§ What you have to do
Each line from the one that contains "of one domain" to the end of the material must be quoted exactly; include both end lines and nothing else.

§ Data extract
───
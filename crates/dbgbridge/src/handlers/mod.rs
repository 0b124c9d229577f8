//! Domain handlers
//!
//! One handler per [`Domain`]. The translator owns the registry and sends the
//! single reply for every command; handlers only compute the result and emit
//! spontaneous events through the [`ClientCallback`].

pub mod breakpoints;
pub mod console;
pub mod debugger;
pub mod page;
pub mod remote_object;
pub mod runtime;
pub mod scripts;
pub mod session_table;

use std::sync::Arc;

use async_trait::async_trait;
use dbgbridge_protocol::{Domain, MessageId};
use serde::de::DeserializeOwned;
use serde_json::Value;

pub use self::console::ConsoleHandler;
pub use self::debugger::DebuggerHandler;
pub use self::page::PageHandler;
pub use self::runtime::RuntimeHandler;
pub use self::session_table::{DebugPhase, SessionEndNotifier, SessionTable};
use crate::callback::ClientCallback;
use crate::config::ConnectionConfig;
use crate::error::{HandlerError, HandlerResult};
use crate::multiplexer::ConnectionMultiplexer;

/// Handles every command of one domain
#[async_trait]
pub trait DomainHandler: Send + Sync {
    /// Domain this handler is registered under
    fn domain(&self) -> Domain;

    /// Execute `action` and return the reply payload
    async fn handle_method(&self, id: MessageId, action: &str, params: Value) -> HandlerResult<Value>;

    /// Release whatever the handler holds. Called once, at translator disposal.
    async fn dispose(&self) {}
}

/// What every handler may reach
#[derive(Debug, Clone)]
pub struct HandlerContext {
    /// Outbound channel for events
    pub callback: Arc<ClientCallback>,
    /// Engine connections
    pub multiplexer: ConnectionMultiplexer,
    /// Debug phase of each session, shared by all handlers
    pub sessions: Arc<SessionTable>,
    /// Connection settings
    pub config: Arc<ConnectionConfig>,
}

impl HandlerContext {
    /// Emit an event to the client
    pub fn emit(&self, domain: Domain, name: &str, params: Value) {
        self.callback.send_event(domain, name, params);
    }
}

/// Deserialize command params into a typed struct
pub(crate) fn parse_params<T: DeserializeOwned>(params: Value) -> HandlerResult<T> {
    serde_json::from_value(params).map_err(|e| HandlerError::invalid_params(e.to_string()))
}

/// Serialize a reply payload
pub(crate) fn to_result<T: serde::Serialize>(value: &T) -> HandlerResult<Value> {
    serde_json::to_value(value).map_err(|e| HandlerError::invalid_state(e.to_string()))
}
───
§ Written answer
/// Handles every command of one domain
#[async_trait]
pub trait DomainHandler: Send + Sync {
    /// Domain this handler is registered under
    fn domain(&self) -> Domain;

    /// Execute `action` and return the reply payload
    async fn handle_method(&self, id: MessageId, action: &str, params: Value) -> HandlerResult<Value>;

    /// Release whatever the handler holds. Called once, at translator disposal.
    async fn dispose(&self) {}
}

/// What every handler may reach
#[derive(Debug, Clone)]
pub struct HandlerContext {
    /// Outbound channel for events
    pub callback: Arc<ClientCallback>,
    /// Engine connections
    pub multiplexer: ConnectionMultiplexer,
    /// Debug phase of each session, shared by all handlers
    pub sessions: Arc<SessionTable>,
    /// Connection settings
    pub config: Arc<ConnectionConfig>,
}

impl HandlerContext {
    /// Emit an event to the client
    pub fn emit(&self, domain: Domain, name: &str, params: Value) {
        self.callback.send_event(domain, name, params);
    }
}

/// Deserialize command params into a typed struct
pub(crate) fn parse_params<T: DeserializeOwned>(params: Value) -> HandlerResult<T> {
    serde_json::from_value(params).map_err(|e| HandlerError::invalid_params(e.to_string()))
}

/// Serialize a reply payload
pub(crate) fn to_result<T: serde::Serialize>(value: &T) -> HandlerResult<Value> {
    serde_json::to_value(value).map_err(|e| HandlerError::invalid_state(e.to_string()))
}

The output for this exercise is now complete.